Scan the entries below for the word "lookups" and copy every line in which it occurs.

##########

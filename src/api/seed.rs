use axum::{extract::State, http::StatusCode};
use std::sync::Arc;

use crate::api::{ApiError, AppState};
use crate::clients::feed::FeedError;
use crate::services::SeedError;

impl From<SeedError> for ApiError {
    fn from(err: SeedError) -> Self {
        match err {
            SeedError::Feed(e @ FeedError::Decode(_)) => {
                Self::feed_error(format!("malformed payload: {e}"))
            }
            SeedError::Feed(e) => Self::feed_error(e.to_string()),
            SeedError::InvalidFeed(msg) => Self::feed_error(msg),
            SeedError::Duplicate(msg) => Self::Conflict(format!("Records already seeded ({msg})")),
            SeedError::Database(msg) => Self::database(msg),
        }
    }
}

/// `GET /initialize`
///
/// Imports the seed feed. Responds with plain text on success.
pub async fn initialize(
    State(state): State<Arc<AppState>>,
) -> Result<(StatusCode, String), ApiError> {
    let report = state.seed_service().seed().await?;

    Ok((
        StatusCode::OK,
        format!(
            "Database initialized with seed data ({} records)",
            report.inserted
        ),
    ))
}
//! Core data types for WHOIS and DNS lookups.
//!
//! This module defines the main data structures used throughout the library,
//! including server endpoints, lookup results, and client configuration.

use crate::error::LookupError;
use chrono::{DateTime, Utc};
use serde::{Deserialize, Serialize};
use std::collections::{BTreeMap, HashMap};
use std::fmt;
use std::net::SocketAddr;
use std::str::FromStr;
use std::time::Duration;

/// Well-known WHOIS port (RFC 3912).
pub const WHOIS_PORT: u16 = 43;

/// Default timeout applied to a WHOIS lookup.
pub const DEFAULT_WHOIS_TIMEOUT: Duration = Duration::from_secs(10);

/// Default timeout applied to a single DNS query.
pub const DEFAULT_DNS_TIMEOUT: Duration = Duration::from_secs(5);

/// A WHOIS endpoint.
#[derive(Debug, Clone, PartialEq, Eq, Hash, Serialize, Deserialize)]
pub struct WhoisServer {
    /// Hostname or IP literal
    pub host: String,

    /// TCP port, 43 unless configured otherwise
    #[serde(default = "default_whois_port")]
    pub port: u16,
}

fn default_whois_port() -> u16 {
    WHOIS_PORT
}

impl WhoisServer {
    /// Create a server on the well-known WHOIS port.
    pub fn new<H: Into<String>>(host: H) -> Self {
        Self {
            host: host.into(),
            port: WHOIS_PORT,
        }
    }

    /// Create a server on an explicit port.
    pub fn with_port<H: Into<String>>(host: H, port: u16) -> Self {
        Self {
            host: host.into(),
            port,
        }
    }

    /// Address suitable for `TcpStream::connect`; IPv6 literals get brackets.
    pub fn address(&self) -> String {
        if self.host.contains(':') && !self.host.starts_with('[') {
            format!("[{}]:{}", self.host, self.port)
        } else {
            format!("{}:{}", self.host, self.port)
        }
    }
}

impl fmt::Display for WhoisServer {
    fn fmt(&self, f: &mut fmt::Formatter<'_>) -> fmt::Result {
        write!(f, "{}:{}", self.host, self.port)
    }
}

/// Structured fields extracted from a WHOIS response.
///
/// Scalars are raw strings exactly as the registry printed them; no date
/// parsing is attempted.
#[derive(Debug, Clone, Default, PartialEq, Eq, Serialize, Deserialize)]
pub struct WhoisFields {
    #[serde(skip_serializing_if = "Option::is_none")]
    pub registrar: Option<String>,

    #[serde(skip_serializing_if = "Option::is_none")]
    pub created_date: Option<String>,

    #[serde(skip_serializing_if = "Option::is_none")]
    pub expiry_date: Option<String>,

    #[serde(skip_serializing_if = "Option::is_none")]
    pub updated_date: Option<String>,

    /// Lowercased, de-duplicated, in order of appearance
    #[serde(default, skip_serializing_if = "Vec::is_empty")]
    pub name_servers: Vec<String>,

    /// Every status line in order; repeats are kept
    #[serde(default, skip_serializing_if = "Vec::is_empty")]
    pub status: Vec<String>,

    /// Validated, de-duplicated, first-seen order
    #[serde(default, skip_serializing_if = "Vec::is_empty")]
    pub emails: Vec<String>,
}

impl WhoisFields {
    /// Generic field-name to value view of the extracted fields.
    pub fn to_parsed_data(&self) -> BTreeMap<String, serde_json::Value> {
        let scalar = |v: &Option<String>| serde_json::Value::from(v.clone().unwrap_or_default());
        let list = |v: &Vec<String>| serde_json::Value::from(v.clone());

        BTreeMap::from([
            ("registrar".to_string(), scalar(&self.registrar)),
            ("created_date".to_string(), scalar(&self.created_date)),
            ("expiry_date".to_string(), scalar(&self.expiry_date)),
            ("updated_date".to_string(), scalar(&self.updated_date)),
            ("name_servers".to_string(), list(&self.name_servers)),
            ("status".to_string(), list(&self.status)),
            ("emails".to_string(), list(&self.emails)),
        ])
    }

    /// True when nothing at all was recognised.
    pub fn is_empty(&self) -> bool {
        self.registrar.is_none()
            && self.created_date.is_none()
            && self.expiry_date.is_none()
            && self.updated_date.is_none()
            && self.name_servers.is_empty()
            && self.status.is_empty()
            && self.emails.is_empty()
    }
}

/// Result of a single WHOIS lookup.
///
/// A result is always produced, even on failure; a failed lookup carries
/// `domain`, `timestamp` and `error` with everything else left empty.
#[derive(Debug, Clone, Serialize)]
pub struct WhoisResult {
    /// Normalized domain (lowercased, scheme and `www.` stripped)
    pub domain: String,

    /// Verbatim response of the server whose answer was retained
    pub raw_response: String,

    /// `host:port` of the server whose answer was retained
    pub server: String,

    /// When the lookup began
    pub timestamp: DateTime<Utc>,

    #[serde(skip_serializing_if = "Option::is_none")]
    pub error: Option<LookupError>,

    #[serde(skip_serializing_if = "BTreeMap::is_empty")]
    pub parsed_data: BTreeMap<String, serde_json::Value>,

    #[serde(flatten)]
    pub fields: WhoisFields,
}

impl WhoisResult {
    /// Start an empty result for `domain`.
    pub fn new<D: Into<String>>(domain: D, timestamp: DateTime<Utc>) -> Self {
        Self {
            domain: domain.into(),
            raw_response: String::new(),
            server: String::new(),
            timestamp,
            error: None,
            parsed_data: BTreeMap::new(),
            fields: WhoisFields::default(),
        }
    }

    /// Record extracted fields and mirror them into `parsed_data`.
    pub fn set_fields(&mut self, fields: WhoisFields) {
        self.parsed_data = fields.to_parsed_data();
        self.fields = fields;
    }

    /// Mark the lookup as failed. Everything but `domain` and `timestamp`
    /// is cleared so a failed result never carries partial data.
    pub fn fail(&mut self, error: LookupError) {
        self.raw_response.clear();
        self.server.clear();
        self.parsed_data.clear();
        self.fields = WhoisFields::default();
        self.error = Some(error);
    }

    /// Whether the lookup succeeded.
    pub fn is_ok(&self) -> bool {
        self.error.is_none()
    }

    /// Convert into a `Result`, for callers that prefer `?`.
    pub fn into_result(self) -> Result<WhoisResult, LookupError> {
        match self.error {
            Some(err) => Err(err),
            None => Ok(self),
        }
    }
}

/// DNS record kinds understood by the resolver seam.
#[derive(Debug, Clone, Copy, PartialEq, Eq, Hash, PartialOrd, Ord, Serialize, Deserialize)]
#[serde(rename_all = "UPPERCASE")]
pub enum RecordKind {
    A,
    Aaaa,
    Cname,
    Mx,
    Ns,
    Txt,
    Ptr,
    Srv,
}

impl RecordKind {
    /// Kinds queried by a full DNS sweep.
    pub fn common() -> [RecordKind; 6] {
        [
            RecordKind::A,
            RecordKind::Aaaa,
            RecordKind::Cname,
            RecordKind::Mx,
            RecordKind::Ns,
            RecordKind::Txt,
        ]
    }
}

impl fmt::Display for RecordKind {
    fn fmt(&self, f: &mut fmt::Formatter<'_>) -> fmt::Result {
        let name = match self {
            RecordKind::A => "A",
            RecordKind::Aaaa => "AAAA",
            RecordKind::Cname => "CNAME",
            RecordKind::Mx => "MX",
            RecordKind::Ns => "NS",
            RecordKind::Txt => "TXT",
            RecordKind::Ptr => "PTR",
            RecordKind::Srv => "SRV",
        };
        f.write_str(name)
    }
}

impl FromStr for RecordKind {
    type Err = LookupError;

    fn from_str(s: &str) -> Result<Self, Self::Err> {
        match s.trim().to_uppercase().as_str() {
            "A" => Ok(RecordKind::A),
            "AAAA" => Ok(RecordKind::Aaaa),
            "CNAME" => Ok(RecordKind::Cname),
            "MX" => Ok(RecordKind::Mx),
            "NS" => Ok(RecordKind::Ns),
            "TXT" => Ok(RecordKind::Txt),
            "PTR" => Ok(RecordKind::Ptr),
            "SRV" => Ok(RecordKind::Srv),
            other => Err(LookupError::config(format!(
                "Unsupported record type '{}'",
                other
            ))),
        }
    }
}

/// Result of a single DNS query.
#[derive(Debug, Clone, Serialize)]
pub struct DnsLookupResult {
    pub domain: String,
    pub record_kind: RecordKind,
    pub records: Vec<String>,
    pub timestamp: DateTime<Utc>,
    #[serde(skip_serializing_if = "Option::is_none")]
    pub error: Option<LookupError>,
}

impl DnsLookupResult {
    /// Whether the query succeeded.
    pub fn is_ok(&self) -> bool {
        self.error.is_none()
    }
}

/// Merged DNS and WHOIS view of a domain.
#[derive(Debug, Clone, Serialize)]
pub struct DomainReport {
    pub domain: String,
    pub dns: BTreeMap<RecordKind, DnsLookupResult>,
    pub whois: WhoisResult,
    /// Partial-failure note, `; `-joined
    #[serde(skip_serializing_if = "Option::is_none")]
    pub error: Option<String>,
}

/// Configuration options for the WHOIS client.
#[derive(Debug, Clone)]
pub struct WhoisConfig {
    /// Deadline for a whole lookup (primary plus referral)
    /// Default: 10 seconds
    pub timeout: Duration,

    /// Whether to follow referrals to more specific servers
    /// Default: true
    pub follow_referral: bool,

    /// Port used when re-querying a referred server
    /// Default: 43
    pub referral_port: u16,

    /// Entries merged over the built-in TLD table; these win on collision
    /// Default: empty
    pub custom_servers: HashMap<String, WhoisServer>,
}

impl Default for WhoisConfig {
    fn default() -> Self {
        Self {
            timeout: DEFAULT_WHOIS_TIMEOUT,
            follow_referral: true,
            referral_port: WHOIS_PORT,
            custom_servers: HashMap::new(),
        }
    }
}

impl WhoisConfig {
    /// Set the lookup timeout.
    pub fn with_timeout(mut self, timeout: Duration) -> Self {
        self.timeout = timeout;
        self
    }

    /// Enable or disable referral following.
    pub fn with_follow_referral(mut self, enabled: bool) -> Self {
        self.follow_referral = enabled;
        self
    }

    /// Set the port used for referral queries.
    pub fn with_referral_port(mut self, port: u16) -> Self {
        self.referral_port = port;
        self
    }

    /// Add or replace a server for a TLD key (e.g. "com", "co.uk", "default").
    pub fn with_server<K: Into<String>>(mut self, key: K, server: WhoisServer) -> Self {
        self.custom_servers.insert(key.into().to_lowercase(), server);
        self
    }
}

/// Configuration options for DNS lookups.
#[derive(Debug, Clone)]
pub struct DnsConfig {
    /// Timeout for each individual query
    /// Default: 5 seconds
    pub timeout: Duration,

    /// Nameserver to query instead of the host configuration
    pub nameserver: Option<SocketAddr>,
}

impl Default for DnsConfig {
    fn default() -> Self {
        Self {
            timeout: DEFAULT_DNS_TIMEOUT,
            nameserver: None,
        }
    }
}

impl DnsConfig {
    pub fn with_timeout(mut self, timeout: Duration) -> Self {
        self.timeout = timeout;
        self
    }

    pub fn with_nameserver(mut self, nameserver: SocketAddr) -> Self {
        self.nameserver = Some(nameserver);
        self
    }
}

#[cfg(test)]
mod tests {
    use super::*;

    #[test]
    fn test_server_address_and_display() {
        let server = WhoisServer::new("whois.verisign-grs.com");
        assert_eq!(server.port, 43);
        assert_eq!(server.to_string(), "whois.verisign-grs.com:43");
        assert_eq!(server.address(), "whois.verisign-grs.com:43");

        let v6 = WhoisServer::with_port("::1", 4343);
        assert_eq!(v6.address(), "[::1]:4343");
    }

    #[test]
    fn test_record_kind_parse_and_display() {
        assert_eq!("mx".parse::<RecordKind>().unwrap(), RecordKind::Mx);
        assert_eq!("AAAA".parse::<RecordKind>().unwrap(), RecordKind::Aaaa);
        assert!("BOGUS".parse::<RecordKind>().is_err());
        assert_eq!(RecordKind::Cname.to_string(), "CNAME");
        assert_eq!(
            serde_json::to_string(&RecordKind::Txt).unwrap(),
            "\"TXT\""
        );
    }

    #[test]
    fn test_parsed_data_mirrors_fields() {
        let fields = WhoisFields {
            registrar: Some("Example Registrar".to_string()),
            name_servers: vec!["ns1.example.com".to_string()],
            ..Default::default()
        };
        let data = fields.to_parsed_data();
        assert_eq!(data["registrar"], "Example Registrar");
        assert_eq!(data["created_date"], "");
        assert_eq!(data["name_servers"], serde_json::json!(["ns1.example.com"]));
        assert_eq!(data.len(), 7);
    }

    #[test]
    fn test_failed_result_clears_partial_data() {
        let mut result = WhoisResult::new("example.com", Utc::now());
        result.raw_response = "Registrar: X\n".to_string();
        result.server = "whois.example.com:43".to_string();
        result.set_fields(WhoisFields {
            registrar: Some("X".to_string()),
            ..Default::default()
        });

        result.fail(LookupError::network("refused"));
        assert!(!result.is_ok());
        assert!(result.raw_response.is_empty());
        assert!(result.server.is_empty());
        assert!(result.fields.is_empty());
        assert!(result.parsed_data.is_empty());
        assert!(result.into_result().is_err());
    }

    #[test]
    fn test_result_serializes_flat() {
        let mut result = WhoisResult::new("example.com", Utc::now());
        result.set_fields(WhoisFields {
            registrar: Some("X".to_string()),
            ..Default::default()
        });
        let json = serde_json::to_value(&result).unwrap();
        assert_eq!(json["registrar"], "X");
        assert_eq!(json["domain"], "example.com");
        assert!(json.get("error").is_none());
        assert!(json.get("name_servers").is_none());
    }

    #[test]
    fn test_whois_config_builder() {
        let config = WhoisConfig::default()
            .with_timeout(Duration::from_secs(3))
            .with_follow_referral(false)
            .with_server("TEST", WhoisServer::new("whois.test.example"));
        assert_eq!(config.timeout, Duration::from_secs(3));
        assert!(!config.follow_referral);
        assert_eq!(config.referral_port, 43);
        assert!(config.custom_servers.contains_key("test"));
    }
}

##########

▸ **Output of the task**
//! Core data types for WHOIS and DNS lookups.
/// Configuration options for DNS lookups.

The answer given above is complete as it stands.